Go through the records below line by line and report how many lines include "EnvFilter", giving the number only.

╭─ SUPPLIED RECORDS

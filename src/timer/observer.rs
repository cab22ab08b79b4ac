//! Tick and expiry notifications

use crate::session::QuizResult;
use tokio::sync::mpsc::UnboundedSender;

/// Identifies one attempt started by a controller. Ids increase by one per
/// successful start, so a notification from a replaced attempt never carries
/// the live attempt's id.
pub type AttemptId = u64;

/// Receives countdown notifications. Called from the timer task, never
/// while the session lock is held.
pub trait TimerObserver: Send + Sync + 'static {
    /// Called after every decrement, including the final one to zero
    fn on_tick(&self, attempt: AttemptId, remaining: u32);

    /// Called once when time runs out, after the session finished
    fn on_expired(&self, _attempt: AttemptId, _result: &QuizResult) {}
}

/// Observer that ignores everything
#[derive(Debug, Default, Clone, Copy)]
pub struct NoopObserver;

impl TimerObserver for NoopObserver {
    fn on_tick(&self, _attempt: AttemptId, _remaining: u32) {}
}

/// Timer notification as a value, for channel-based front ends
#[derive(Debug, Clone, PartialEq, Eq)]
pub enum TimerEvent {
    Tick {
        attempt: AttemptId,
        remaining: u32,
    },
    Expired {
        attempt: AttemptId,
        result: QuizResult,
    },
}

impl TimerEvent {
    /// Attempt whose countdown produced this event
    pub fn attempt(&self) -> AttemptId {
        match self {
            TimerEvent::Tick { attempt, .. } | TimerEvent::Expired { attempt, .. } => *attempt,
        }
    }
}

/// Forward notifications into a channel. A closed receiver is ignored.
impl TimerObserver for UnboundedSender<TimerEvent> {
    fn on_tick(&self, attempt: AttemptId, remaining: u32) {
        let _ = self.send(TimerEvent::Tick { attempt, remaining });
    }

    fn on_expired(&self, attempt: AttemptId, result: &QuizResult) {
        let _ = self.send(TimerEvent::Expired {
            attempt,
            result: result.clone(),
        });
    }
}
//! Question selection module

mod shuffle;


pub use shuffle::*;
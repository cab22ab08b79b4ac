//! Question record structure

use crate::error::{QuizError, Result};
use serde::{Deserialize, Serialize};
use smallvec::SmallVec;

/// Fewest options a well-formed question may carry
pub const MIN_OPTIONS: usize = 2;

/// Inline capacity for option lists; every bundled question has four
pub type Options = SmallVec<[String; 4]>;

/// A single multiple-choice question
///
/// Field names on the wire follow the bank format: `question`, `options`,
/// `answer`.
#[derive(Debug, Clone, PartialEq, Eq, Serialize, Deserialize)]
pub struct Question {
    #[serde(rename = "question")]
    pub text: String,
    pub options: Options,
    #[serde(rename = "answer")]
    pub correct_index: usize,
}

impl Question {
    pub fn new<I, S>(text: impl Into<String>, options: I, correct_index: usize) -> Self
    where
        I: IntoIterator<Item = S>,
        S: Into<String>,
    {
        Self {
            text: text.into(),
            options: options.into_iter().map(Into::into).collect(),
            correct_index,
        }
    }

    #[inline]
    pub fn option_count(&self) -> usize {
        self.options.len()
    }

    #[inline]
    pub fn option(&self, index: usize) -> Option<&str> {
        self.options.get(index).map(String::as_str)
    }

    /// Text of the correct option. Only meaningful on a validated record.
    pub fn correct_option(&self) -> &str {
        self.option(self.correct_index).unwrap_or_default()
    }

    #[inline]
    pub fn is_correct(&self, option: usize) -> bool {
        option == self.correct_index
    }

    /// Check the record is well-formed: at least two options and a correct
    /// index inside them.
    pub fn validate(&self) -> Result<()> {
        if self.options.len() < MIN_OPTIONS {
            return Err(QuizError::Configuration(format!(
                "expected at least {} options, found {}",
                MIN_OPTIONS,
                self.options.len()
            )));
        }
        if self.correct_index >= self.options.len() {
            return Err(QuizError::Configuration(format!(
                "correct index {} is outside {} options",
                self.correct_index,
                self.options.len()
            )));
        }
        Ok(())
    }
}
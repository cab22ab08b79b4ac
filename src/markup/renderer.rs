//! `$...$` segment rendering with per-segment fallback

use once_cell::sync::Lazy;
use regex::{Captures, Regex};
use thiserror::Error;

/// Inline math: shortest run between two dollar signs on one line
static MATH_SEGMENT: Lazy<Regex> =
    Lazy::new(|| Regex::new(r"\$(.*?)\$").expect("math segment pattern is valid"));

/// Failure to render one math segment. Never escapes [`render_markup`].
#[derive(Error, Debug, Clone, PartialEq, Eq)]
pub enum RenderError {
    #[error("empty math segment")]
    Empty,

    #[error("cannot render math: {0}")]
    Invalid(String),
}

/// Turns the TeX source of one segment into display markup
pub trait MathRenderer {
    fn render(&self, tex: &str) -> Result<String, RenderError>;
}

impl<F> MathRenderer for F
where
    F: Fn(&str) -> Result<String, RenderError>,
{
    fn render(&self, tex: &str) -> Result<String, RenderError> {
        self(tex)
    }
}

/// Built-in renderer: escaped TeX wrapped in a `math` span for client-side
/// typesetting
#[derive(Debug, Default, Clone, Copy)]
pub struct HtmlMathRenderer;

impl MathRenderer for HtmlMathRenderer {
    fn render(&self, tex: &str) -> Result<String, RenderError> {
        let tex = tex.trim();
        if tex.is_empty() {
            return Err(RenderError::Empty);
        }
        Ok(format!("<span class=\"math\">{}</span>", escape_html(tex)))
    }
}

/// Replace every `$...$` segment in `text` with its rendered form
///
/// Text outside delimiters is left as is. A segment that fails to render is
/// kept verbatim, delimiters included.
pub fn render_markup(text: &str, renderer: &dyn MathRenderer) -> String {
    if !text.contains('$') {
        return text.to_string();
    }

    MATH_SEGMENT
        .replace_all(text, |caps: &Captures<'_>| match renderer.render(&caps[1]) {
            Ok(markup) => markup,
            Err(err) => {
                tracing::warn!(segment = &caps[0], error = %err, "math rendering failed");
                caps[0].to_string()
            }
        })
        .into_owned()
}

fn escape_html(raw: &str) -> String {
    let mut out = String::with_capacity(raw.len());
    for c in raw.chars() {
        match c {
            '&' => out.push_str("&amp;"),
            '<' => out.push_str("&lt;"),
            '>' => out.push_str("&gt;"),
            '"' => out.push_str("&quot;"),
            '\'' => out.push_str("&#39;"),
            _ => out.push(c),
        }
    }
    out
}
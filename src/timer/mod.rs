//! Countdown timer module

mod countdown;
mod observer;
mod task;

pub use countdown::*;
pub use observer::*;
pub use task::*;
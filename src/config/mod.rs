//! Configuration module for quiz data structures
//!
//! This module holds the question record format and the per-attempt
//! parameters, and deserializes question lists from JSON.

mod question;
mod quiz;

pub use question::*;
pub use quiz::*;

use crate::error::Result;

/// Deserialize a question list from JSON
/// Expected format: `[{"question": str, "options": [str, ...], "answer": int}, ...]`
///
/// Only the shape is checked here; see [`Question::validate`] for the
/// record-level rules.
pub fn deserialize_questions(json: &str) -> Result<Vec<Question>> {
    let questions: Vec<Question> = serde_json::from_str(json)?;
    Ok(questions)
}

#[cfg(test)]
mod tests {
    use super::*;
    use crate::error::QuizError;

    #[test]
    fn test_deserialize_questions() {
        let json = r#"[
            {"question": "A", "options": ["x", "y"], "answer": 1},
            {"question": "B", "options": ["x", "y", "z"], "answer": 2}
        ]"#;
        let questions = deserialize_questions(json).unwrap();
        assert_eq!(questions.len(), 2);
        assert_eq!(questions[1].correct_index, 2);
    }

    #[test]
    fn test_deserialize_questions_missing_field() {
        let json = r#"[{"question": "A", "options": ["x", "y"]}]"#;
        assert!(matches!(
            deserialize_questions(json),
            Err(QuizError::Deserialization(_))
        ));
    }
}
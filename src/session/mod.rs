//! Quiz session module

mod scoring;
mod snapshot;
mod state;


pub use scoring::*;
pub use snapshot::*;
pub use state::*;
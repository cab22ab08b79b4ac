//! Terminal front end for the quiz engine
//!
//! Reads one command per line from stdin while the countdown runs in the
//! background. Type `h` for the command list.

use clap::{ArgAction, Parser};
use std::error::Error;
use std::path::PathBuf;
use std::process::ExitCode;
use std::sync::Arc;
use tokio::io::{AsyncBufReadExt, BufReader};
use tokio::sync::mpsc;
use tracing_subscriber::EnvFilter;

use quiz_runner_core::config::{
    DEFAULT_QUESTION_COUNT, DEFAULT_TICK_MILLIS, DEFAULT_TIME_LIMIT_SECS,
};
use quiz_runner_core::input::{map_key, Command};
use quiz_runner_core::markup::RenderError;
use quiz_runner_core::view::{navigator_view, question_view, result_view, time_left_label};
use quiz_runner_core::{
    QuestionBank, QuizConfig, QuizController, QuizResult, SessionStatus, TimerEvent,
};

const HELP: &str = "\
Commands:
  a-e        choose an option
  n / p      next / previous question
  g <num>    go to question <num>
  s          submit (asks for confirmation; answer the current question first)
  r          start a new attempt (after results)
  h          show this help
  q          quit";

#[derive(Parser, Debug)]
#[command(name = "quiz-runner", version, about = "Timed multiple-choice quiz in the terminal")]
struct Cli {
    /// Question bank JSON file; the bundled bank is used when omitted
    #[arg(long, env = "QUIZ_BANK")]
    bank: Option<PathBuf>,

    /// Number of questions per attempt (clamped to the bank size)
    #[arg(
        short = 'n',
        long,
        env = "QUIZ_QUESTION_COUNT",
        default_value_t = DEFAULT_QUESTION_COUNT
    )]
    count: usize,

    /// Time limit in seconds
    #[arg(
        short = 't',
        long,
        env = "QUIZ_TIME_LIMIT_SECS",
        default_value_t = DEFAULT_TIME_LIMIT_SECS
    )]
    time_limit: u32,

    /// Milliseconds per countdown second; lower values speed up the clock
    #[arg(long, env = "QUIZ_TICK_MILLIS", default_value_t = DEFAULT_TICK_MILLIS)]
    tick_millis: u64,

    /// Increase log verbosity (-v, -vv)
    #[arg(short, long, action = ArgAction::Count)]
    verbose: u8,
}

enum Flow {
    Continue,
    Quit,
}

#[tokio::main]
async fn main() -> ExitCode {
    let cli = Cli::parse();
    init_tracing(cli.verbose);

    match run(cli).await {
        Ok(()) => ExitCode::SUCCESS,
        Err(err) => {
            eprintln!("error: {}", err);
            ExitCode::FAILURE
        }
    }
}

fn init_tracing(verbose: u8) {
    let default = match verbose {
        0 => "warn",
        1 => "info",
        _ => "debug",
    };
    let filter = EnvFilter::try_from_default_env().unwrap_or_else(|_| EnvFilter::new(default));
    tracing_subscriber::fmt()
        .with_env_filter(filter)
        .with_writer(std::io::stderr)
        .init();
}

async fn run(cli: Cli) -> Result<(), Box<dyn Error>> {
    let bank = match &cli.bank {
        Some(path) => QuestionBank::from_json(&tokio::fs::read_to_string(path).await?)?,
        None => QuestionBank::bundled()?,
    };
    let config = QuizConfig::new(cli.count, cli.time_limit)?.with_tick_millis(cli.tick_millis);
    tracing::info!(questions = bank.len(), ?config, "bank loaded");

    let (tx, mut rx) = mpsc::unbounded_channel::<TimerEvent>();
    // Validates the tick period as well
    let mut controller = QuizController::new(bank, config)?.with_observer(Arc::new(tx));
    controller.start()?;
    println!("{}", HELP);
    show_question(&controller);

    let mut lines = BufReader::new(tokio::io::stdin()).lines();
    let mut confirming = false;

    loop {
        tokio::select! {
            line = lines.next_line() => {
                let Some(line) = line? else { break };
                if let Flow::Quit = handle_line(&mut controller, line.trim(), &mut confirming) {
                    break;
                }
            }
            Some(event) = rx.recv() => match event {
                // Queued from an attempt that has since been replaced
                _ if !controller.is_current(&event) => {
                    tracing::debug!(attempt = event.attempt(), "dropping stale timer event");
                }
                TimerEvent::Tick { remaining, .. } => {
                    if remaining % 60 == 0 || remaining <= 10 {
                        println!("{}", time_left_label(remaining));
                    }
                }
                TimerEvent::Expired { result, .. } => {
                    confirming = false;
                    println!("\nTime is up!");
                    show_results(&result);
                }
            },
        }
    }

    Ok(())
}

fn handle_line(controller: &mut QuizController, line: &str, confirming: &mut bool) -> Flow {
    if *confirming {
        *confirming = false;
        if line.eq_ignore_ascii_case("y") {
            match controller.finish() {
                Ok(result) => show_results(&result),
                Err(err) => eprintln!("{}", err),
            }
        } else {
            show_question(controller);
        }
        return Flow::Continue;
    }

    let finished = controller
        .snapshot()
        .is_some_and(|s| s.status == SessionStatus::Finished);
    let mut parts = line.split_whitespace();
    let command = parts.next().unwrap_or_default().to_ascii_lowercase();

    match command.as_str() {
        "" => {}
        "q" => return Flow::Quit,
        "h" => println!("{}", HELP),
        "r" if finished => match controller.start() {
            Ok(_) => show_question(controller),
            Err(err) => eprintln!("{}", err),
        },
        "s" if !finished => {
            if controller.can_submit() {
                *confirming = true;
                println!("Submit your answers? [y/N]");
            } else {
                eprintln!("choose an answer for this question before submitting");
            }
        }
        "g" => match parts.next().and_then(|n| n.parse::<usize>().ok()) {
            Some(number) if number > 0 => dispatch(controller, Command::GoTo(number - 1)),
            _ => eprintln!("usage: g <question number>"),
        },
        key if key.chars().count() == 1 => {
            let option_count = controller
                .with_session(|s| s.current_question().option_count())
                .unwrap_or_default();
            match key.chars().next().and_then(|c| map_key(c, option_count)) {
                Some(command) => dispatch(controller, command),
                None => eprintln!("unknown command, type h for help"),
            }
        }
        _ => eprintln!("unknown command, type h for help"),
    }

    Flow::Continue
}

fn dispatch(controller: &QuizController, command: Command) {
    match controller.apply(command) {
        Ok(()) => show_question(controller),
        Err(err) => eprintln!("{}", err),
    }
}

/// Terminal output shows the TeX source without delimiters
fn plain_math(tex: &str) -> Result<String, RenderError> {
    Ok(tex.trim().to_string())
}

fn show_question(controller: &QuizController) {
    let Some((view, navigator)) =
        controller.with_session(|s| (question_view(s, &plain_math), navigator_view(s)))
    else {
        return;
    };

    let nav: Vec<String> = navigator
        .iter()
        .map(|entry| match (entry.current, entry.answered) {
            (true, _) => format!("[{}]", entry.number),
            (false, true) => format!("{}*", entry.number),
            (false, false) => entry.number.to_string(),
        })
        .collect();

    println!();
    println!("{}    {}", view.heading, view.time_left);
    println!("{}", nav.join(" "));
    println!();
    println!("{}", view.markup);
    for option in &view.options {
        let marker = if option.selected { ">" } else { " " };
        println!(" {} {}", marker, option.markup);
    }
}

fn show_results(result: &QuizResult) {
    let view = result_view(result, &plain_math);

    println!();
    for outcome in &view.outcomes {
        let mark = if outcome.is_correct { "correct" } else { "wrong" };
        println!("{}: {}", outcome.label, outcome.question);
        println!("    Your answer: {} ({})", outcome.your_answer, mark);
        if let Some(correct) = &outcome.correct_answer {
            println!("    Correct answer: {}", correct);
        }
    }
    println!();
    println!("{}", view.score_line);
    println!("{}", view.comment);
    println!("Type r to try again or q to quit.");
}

╰─

• WRITTEN ANSWER:
2